Les cellules sont passées à travers le cytomètre en flux pour évaluer les cellules colorées.

je. La détection de la désoxynucléotide transférase terminale intracellulaire (TdT) aide à définir les tumeurs malignes précoces des cellules B. La TdT est une enzyme exprimée lors du réarrangement du gène de l'immunoglobuline, responsable de l'addition de nucléotides aléatoires aux jonctions des segments d'immunoglobuline. Par conséquent, l'expression de TdT dans une population de cellules B malignes indique un phénotype de cellules B très immature.

ii. La détection de la myéloperoxydase intracellulaire aide à la classification de divers sous-types de leucémie myéloïde.

7. Analyse du contenu en ADN des cellules.
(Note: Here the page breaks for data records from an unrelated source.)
//! Purpose: Compact slot sets into range tokens and expand legacy slot encodings.
//! Exports: `SlotToken`, `compact`, `expand_value`, `expand_str`.
//! Role: Leaf codec shared by the serializer and deserializer for item `slots`.
//! Invariants: `expand_*` never panics; malformed tokens are skipped, not fatal.
//! Invariants: `compact` output is ascending and deduplicated; runs of length
//! >= 2 become `start-end` strings, singletons stay bare integers.

use std::collections::BTreeSet;

use serde_yaml::Value;

/// Ranges wider than this are treated as malformed input rather than
/// expanded element by element.
const MAX_RANGE_SPAN: u32 = 4096;

#[derive(Clone, Copy, Debug, Eq, PartialEq)]
pub enum SlotToken {
    Single(u32),
    Range(u32, u32),
}

impl SlotToken {
    pub fn to_value(self) -> Value {
        match self {
            Self::Single(slot) => Value::Number(u64::from(slot).into()),
            Self::Range(start, end) => Value::String(format!("{start}-{end}")),
        }
    }
}

pub fn compact(slots: &BTreeSet<u32>) -> Vec<SlotToken> {
    let mut tokens = Vec::new();
    let mut iter = slots.iter().copied();
    let Some(first) = iter.next() else {
        return tokens;
    };

    let mut start = first;
    let mut prev = first;
    for current in iter {
        if current != prev + 1 {
            tokens.push(run_token(start, prev));
            start = current;
        }
        prev = current;
    }
    tokens.push(run_token(start, prev));
    tokens
}

fn run_token(start: u32, end: u32) -> SlotToken {
    if start == end {
        SlotToken::Single(start)
    } else {
        SlotToken::Range(start, end)
    }
}

/// Expand whatever shape a config stored under `slots`: an array of
/// integers and/or range strings, a single comma-separated string, or a
/// lone integer.
pub fn expand_value(value: &Value) -> BTreeSet<u32> {
    let mut slots = BTreeSet::new();
    match value {
        Value::Sequence(items) => {
            for item in items {
                match item {
                    Value::Number(number) => {
                        if let Some(slot) = number.as_u64().and_then(|wide| u32::try_from(wide).ok())
                        {
                            slots.insert(slot);
                        }
                    }
                    Value::String(text) => expand_into(text, &mut slots),
                    _ => {}
                }
            }
        }
        Value::String(text) => expand_into(text, &mut slots),
        Value::Number(number) => {
            if let Some(slot) = number.as_u64().and_then(|wide| u32::try_from(wide).ok()) {
                slots.insert(slot);
            }
        }
        _ => {}
    }
    slots
}

pub fn expand_str(text: &str) -> BTreeSet<u32> {
    let mut slots = BTreeSet::new();
    expand_into(text, &mut slots);
    slots
}

fn expand_into(text: &str, slots: &mut BTreeSet<u32>) {
    for token in text.split(',') {
        let token = token.trim();
        if token.is_empty() {
            continue;
        }
        if let Some((start, end)) = token.split_once('-') {
            let (Ok(start), Ok(end)) = (start.trim().parse::<u32>(), end.trim().parse::<u32>())
            else {
                continue;
            };
            if start > end || end - start > MAX_RANGE_SPAN {
                continue;
            }
            slots.extend(start..=end);
        } else if let Ok(slot) = token.parse::<u32>() {
            slots.insert(slot);
        }
    }
}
Le cytomètre de flux peut évaluer la quantité de matériel génétique dans une cellule et déterminer la fraction de phase S ou la quantité d'aneuploïdie dans une population de cellules, a. Ploïdie de l'ADN Les cellules normales contenant deux copies du chromosome sont appelées cellules diploïdes.

Toutes les cellules (à l'exception de l'ovule et du sperme) qui ne sont pas diploïdes sont considérées comme aneuploïdes et peuvent servir d'indicateur fiable de la néoplasie. Un grand nombre de cellules dans une tumeur ont une quantité aberrante d'ADN. L'analyse cytométrique en flux de l'ADN est réalisée par incubation de cellules perméabilisées avec des colorants fluorescents (tels que l'iodure de propidium).
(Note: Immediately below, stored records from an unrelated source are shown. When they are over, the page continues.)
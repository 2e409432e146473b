//! Purpose: Classify item material strings without ever rewriting them.
//! Exports: `MaterialTag`, `PluginSource`.
//! Role: Validation/reporting helper; the transcoder stores materials verbatim.
//! Invariants: `parse` is total; anything unrecognized is a vanilla name.

/// Third-party item plugins addressable through a material prefix.
#[derive(Clone, Copy, Debug, Eq, PartialEq)]
pub enum PluginSource {
    ItemsAdder,
    Oraxen,
    Nexo,
    MmoItems,
    ExecutableItems,
    ExecutableBlocks,
    SimpleItemGenerator,
}

impl PluginSource {
    fn from_prefix(prefix: &str) -> Option<Self> {
        match prefix {
            "itemsadder" => Some(Self::ItemsAdder),
            "oraxen" => Some(Self::Oraxen),
            "nexo" => Some(Self::Nexo),
            "mmoitems" => Some(Self::MmoItems),
            "executableitems" => Some(Self::ExecutableItems),
            "executableblocks" => Some(Self::ExecutableBlocks),
            "simpleitemgenerator" => Some(Self::SimpleItemGenerator),
            _ => None,
        }
    }
}

/// What a slot's `material` string points at: a vanilla name, or a
/// `prefix-payload` selecting a non-vanilla source.
#[derive(Clone, Debug, Eq, PartialEq)]
pub enum MaterialTag {
    Vanilla(String),
    PlayerHead(String),
    Base64Head(String),
    TextureHead(String),
    HeadDatabase(String),
    PluginItem { plugin: PluginSource, id: String },
    Placeholder(String),
    Equipment(String),
    Special(String),
}

const EQUIPMENT_SLOTS: &[&str] = &[
    "main_hand",
    "off_hand",
    "armor_helmet",
    "armor_chestplate",
    "armor_leggings",
    "armor_boots",
];

const SPECIAL_NAMES: &[&str] = &["air", "water_bottle"];

impl MaterialTag {
    pub fn parse(raw: &str) -> Self {
        let material = raw.trim();
        let lowered = material.to_ascii_lowercase();

        if EQUIPMENT_SLOTS.contains(&lowered.as_str()) {
            return Self::Equipment(lowered);
        }
        if SPECIAL_NAMES.contains(&lowered.as_str()) {
            return Self::Special(lowered);
        }

        if let Some((prefix, payload)) = material.split_once('-') {
            let payload = payload.to_string();
            return match prefix.to_ascii_lowercase().as_str() {
                "head" => Self::PlayerHead(payload),
                "basehead" => Self::Base64Head(payload),
                "texture" => Self::TextureHead(payload),
                "hdb" => Self::HeadDatabase(payload),
                "placeholder" => Self::Placeholder(payload),
                other => match PluginSource::from_prefix(other) {
                    Some(plugin) => Self::PluginItem {
                        plugin,
                        id: payload,
                    },
                    None => Self::Vanilla(material.to_string()),
                },
            };
        }

        Self::Vanilla(material.to_string())
    }

    /// The bare name to check against a material catalog, when one applies.
    pub fn vanilla_name(&self) -> Option<&str> {
        match self {
            Self::Vanilla(name) => Some(name.as_str()),
            _ => None,
        }
    }
}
Le colorant s'intercale dans l'ADN et devient fluorescent. La quantité de fluorescence est directement proportionnelle à la teneur en ADN de la cellule. L'efficacité de la chimiothérapie pour le cancer chez un patient peut être évaluée par analyse de la ploïdie. L'analyse de la ploïdie détermine la quantité totale d'ADN nucléaire dans les cellules tumorales individuelles. L'indice d'ADN est le rapport entre la fluorescence de l'ADN d'une cellule tumorale et la fluorescence de l'ADN d'une cellule normale. L'indice d'ADN d'une cellule diploïde normale est 1. Un indice d'ADN supérieur ou inférieur à 1 indique une tumeur aneuploïde.

b. Analyse du cycle cellulaire de l'ADN:

Le contenu en ADN des cellules à différentes phases du cycle cellulaire au cours de la réplication (c'est-à-dire phase de synthèse de l'ADN phase Gq / Gj; synthèse de l'ADN en phase S; phase de synthèse de l'ADN phase G2 / M) peut être mesuré pour évaluer la croissance cellulaire et agressivité du cancer. Plus de l'ADN est synthétisé par les cellules cancéreuses agressives. Les cellules passant par la phase S montrent une synthèse d'ADN directement proportionnelle à leur agressivité.

8. De nombreux dosages fonctionnels des leucocytes peuvent être réalisés avec un cytomètre en flux.

je. Production de O 2 - (superoxyde) comme test de dépistage de la maladie granulomateuse chronique.

9. Détection de la viabilité cellulaire:

Le colorant iodure de propidium pénètre dans les cellules aux membranes brisées et à la structure nucléaire perturbée. Par conséquent, avec l'iodure de propidium, les cellules mortes deviennent fluorescentes tandis que les cellules vivantes ne le sont pas. De plus, la fluorescence de l'iodure de propidium se situe dans la partie rouge extrême du spectre. Par conséquent, cette méthode peut être combinée avec une coloration régulière à l'AcM, dans laquelle les cellules mortes sont colorées en rouge et peuvent donc être omises de l'analyse des données.

10. Des méthodes cytométriques en flux pour détecter les cellules en apoptose sont également disponibles.